• Records
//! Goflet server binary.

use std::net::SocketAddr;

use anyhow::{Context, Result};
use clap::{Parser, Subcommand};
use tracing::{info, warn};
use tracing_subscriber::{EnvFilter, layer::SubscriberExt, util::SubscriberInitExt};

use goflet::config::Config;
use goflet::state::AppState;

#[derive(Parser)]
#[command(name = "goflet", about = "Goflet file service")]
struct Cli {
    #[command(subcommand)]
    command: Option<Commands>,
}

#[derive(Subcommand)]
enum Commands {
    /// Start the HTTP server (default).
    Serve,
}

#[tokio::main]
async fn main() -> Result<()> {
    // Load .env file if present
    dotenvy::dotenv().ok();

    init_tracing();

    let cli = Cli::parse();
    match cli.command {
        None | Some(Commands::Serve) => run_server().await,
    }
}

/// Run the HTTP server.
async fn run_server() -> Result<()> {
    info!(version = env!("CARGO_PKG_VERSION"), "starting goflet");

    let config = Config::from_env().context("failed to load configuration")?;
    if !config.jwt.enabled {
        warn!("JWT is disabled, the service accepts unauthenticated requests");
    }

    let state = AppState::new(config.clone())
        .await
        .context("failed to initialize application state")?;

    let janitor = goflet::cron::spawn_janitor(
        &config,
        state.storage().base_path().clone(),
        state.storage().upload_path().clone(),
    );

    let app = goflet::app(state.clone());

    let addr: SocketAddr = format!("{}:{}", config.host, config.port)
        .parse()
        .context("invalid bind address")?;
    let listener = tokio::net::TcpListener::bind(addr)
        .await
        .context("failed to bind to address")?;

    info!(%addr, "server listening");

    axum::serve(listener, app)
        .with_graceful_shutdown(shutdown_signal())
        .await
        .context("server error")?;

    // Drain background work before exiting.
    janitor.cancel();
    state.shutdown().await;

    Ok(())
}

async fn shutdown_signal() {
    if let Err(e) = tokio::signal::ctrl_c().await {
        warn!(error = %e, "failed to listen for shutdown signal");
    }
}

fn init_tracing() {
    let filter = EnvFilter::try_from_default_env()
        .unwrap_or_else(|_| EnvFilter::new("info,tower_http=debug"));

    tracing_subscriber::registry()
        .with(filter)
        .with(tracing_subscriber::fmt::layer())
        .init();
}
--
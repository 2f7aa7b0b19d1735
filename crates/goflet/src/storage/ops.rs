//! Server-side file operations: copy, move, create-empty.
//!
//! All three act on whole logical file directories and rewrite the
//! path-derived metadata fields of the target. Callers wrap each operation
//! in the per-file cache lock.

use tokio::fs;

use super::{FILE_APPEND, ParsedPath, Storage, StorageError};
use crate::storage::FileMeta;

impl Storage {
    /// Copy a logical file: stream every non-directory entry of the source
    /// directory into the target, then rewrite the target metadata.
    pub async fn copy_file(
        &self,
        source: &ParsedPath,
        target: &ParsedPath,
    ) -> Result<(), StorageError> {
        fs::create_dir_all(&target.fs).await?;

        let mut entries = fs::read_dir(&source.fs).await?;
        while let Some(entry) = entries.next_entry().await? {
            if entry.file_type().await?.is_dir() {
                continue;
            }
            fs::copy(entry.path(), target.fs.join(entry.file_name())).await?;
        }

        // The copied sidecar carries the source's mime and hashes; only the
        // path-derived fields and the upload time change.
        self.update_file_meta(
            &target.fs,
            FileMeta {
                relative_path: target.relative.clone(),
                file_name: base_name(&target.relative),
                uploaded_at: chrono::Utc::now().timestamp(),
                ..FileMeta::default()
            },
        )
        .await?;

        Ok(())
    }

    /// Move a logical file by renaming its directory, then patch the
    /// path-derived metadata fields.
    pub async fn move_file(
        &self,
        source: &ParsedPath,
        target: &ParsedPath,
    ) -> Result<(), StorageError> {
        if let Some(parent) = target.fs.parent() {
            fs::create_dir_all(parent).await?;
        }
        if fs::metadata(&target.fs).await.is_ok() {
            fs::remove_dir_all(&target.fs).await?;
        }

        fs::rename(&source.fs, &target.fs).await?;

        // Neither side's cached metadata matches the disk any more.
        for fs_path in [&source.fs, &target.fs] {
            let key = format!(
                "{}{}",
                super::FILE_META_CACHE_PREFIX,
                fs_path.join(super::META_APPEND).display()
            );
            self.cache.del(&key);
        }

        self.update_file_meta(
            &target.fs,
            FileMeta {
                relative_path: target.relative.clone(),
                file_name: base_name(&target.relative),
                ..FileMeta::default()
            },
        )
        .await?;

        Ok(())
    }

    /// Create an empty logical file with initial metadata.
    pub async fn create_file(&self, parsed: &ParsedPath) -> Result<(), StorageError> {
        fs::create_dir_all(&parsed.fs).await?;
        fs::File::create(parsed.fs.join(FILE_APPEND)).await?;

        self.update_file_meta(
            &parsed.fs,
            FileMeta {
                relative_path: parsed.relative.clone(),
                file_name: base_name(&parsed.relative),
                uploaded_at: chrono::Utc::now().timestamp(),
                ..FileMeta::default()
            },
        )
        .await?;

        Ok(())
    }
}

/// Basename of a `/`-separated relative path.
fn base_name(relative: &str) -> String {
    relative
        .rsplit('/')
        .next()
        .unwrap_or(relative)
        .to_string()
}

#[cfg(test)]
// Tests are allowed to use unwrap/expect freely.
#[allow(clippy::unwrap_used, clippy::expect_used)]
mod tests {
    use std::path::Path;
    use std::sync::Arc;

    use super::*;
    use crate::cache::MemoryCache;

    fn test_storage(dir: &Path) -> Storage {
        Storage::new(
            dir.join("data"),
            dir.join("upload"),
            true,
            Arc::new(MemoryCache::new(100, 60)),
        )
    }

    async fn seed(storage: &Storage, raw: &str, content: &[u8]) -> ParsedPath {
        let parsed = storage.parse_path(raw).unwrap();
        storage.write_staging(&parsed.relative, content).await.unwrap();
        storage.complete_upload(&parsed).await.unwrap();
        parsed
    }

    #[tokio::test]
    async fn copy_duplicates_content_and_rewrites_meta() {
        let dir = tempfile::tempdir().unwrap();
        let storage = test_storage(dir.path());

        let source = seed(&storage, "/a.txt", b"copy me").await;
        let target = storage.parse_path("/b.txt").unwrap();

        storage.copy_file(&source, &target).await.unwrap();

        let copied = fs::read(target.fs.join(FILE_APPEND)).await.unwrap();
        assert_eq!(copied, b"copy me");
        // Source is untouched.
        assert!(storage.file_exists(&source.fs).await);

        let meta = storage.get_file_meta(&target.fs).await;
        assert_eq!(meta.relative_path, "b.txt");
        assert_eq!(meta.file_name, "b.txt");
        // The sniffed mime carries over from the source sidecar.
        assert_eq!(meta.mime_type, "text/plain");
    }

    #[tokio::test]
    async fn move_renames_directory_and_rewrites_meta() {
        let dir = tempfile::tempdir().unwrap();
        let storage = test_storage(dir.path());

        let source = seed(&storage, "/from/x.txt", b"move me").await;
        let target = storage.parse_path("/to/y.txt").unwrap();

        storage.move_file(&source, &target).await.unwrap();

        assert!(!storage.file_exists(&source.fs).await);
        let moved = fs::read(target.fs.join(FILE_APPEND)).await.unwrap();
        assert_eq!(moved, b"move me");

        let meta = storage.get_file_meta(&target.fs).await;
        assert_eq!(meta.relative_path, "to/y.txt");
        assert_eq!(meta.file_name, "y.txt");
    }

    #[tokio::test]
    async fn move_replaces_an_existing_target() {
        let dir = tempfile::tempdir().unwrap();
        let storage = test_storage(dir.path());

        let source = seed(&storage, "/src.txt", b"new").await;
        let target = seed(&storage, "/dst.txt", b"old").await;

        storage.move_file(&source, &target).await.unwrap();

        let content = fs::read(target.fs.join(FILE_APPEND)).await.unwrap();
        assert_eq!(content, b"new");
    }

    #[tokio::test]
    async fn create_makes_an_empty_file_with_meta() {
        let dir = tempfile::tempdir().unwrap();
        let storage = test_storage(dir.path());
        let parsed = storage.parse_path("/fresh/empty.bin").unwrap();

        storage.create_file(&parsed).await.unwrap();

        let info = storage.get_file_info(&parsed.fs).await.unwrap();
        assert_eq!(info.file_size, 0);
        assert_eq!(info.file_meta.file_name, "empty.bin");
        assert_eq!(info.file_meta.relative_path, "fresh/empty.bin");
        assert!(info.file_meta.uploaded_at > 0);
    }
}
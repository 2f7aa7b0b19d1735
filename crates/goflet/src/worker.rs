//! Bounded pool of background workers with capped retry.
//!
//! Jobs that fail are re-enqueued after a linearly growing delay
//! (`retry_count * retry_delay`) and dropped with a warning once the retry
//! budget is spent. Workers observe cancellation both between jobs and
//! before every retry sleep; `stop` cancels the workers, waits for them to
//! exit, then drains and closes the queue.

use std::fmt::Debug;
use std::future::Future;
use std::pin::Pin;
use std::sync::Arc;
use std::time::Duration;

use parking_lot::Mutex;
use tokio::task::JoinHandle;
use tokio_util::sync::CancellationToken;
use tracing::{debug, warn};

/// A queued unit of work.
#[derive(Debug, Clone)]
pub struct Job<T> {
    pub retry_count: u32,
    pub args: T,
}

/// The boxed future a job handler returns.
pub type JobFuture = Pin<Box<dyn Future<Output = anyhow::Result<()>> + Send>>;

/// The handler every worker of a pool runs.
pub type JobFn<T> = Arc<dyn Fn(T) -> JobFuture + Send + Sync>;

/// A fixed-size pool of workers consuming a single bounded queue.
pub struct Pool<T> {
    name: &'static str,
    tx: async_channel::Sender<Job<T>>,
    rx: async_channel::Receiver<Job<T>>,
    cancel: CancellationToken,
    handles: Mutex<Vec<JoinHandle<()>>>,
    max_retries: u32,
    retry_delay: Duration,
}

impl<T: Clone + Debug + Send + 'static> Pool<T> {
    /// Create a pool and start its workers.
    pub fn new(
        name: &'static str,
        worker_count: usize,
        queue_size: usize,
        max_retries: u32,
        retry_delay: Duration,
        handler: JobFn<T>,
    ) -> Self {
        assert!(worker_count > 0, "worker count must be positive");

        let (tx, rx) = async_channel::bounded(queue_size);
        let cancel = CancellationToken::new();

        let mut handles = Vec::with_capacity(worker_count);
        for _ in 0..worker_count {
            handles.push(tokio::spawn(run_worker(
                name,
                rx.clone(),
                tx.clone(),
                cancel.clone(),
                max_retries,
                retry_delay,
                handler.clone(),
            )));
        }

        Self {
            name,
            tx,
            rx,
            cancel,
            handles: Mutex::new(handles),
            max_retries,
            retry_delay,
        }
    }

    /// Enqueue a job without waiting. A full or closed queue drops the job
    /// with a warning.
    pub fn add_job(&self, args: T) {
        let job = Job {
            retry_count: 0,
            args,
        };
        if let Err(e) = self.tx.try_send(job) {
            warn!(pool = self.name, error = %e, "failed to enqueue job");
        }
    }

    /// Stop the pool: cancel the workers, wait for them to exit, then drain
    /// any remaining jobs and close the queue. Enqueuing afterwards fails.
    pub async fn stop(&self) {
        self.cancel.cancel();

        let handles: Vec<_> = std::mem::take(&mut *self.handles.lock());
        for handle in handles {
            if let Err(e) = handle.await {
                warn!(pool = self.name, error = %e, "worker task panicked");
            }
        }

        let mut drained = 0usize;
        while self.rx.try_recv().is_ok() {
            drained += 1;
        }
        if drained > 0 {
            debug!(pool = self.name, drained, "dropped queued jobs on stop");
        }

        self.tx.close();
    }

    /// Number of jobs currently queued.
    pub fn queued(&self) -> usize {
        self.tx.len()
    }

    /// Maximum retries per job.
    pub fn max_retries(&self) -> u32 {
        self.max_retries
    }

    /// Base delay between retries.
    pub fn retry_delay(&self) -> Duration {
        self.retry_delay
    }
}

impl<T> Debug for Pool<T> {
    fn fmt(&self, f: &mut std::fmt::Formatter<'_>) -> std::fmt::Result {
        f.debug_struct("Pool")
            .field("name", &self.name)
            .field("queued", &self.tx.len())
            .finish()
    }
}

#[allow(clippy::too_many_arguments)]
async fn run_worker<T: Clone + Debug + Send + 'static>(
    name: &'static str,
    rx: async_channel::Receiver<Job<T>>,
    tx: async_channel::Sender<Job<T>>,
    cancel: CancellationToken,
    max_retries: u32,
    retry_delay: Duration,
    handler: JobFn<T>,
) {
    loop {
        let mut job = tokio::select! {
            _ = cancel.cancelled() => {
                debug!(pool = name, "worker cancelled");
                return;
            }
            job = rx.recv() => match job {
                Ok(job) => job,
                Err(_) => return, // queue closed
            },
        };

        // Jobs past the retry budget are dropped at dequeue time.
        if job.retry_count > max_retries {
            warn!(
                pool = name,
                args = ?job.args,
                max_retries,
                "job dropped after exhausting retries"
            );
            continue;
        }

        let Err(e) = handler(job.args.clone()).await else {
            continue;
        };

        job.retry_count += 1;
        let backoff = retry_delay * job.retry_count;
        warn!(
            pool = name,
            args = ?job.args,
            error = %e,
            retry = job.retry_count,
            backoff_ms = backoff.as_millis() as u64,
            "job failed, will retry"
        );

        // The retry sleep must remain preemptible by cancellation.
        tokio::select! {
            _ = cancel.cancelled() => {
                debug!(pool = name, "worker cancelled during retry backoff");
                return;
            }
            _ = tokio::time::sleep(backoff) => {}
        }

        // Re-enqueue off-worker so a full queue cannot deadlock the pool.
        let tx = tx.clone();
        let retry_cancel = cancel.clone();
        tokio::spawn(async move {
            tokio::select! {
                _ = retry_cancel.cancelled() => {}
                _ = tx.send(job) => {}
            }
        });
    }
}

• Assignment
If a line contains the word "bind", it counts; say how many such lines there are in the data above, and nothing else.

• Response below
3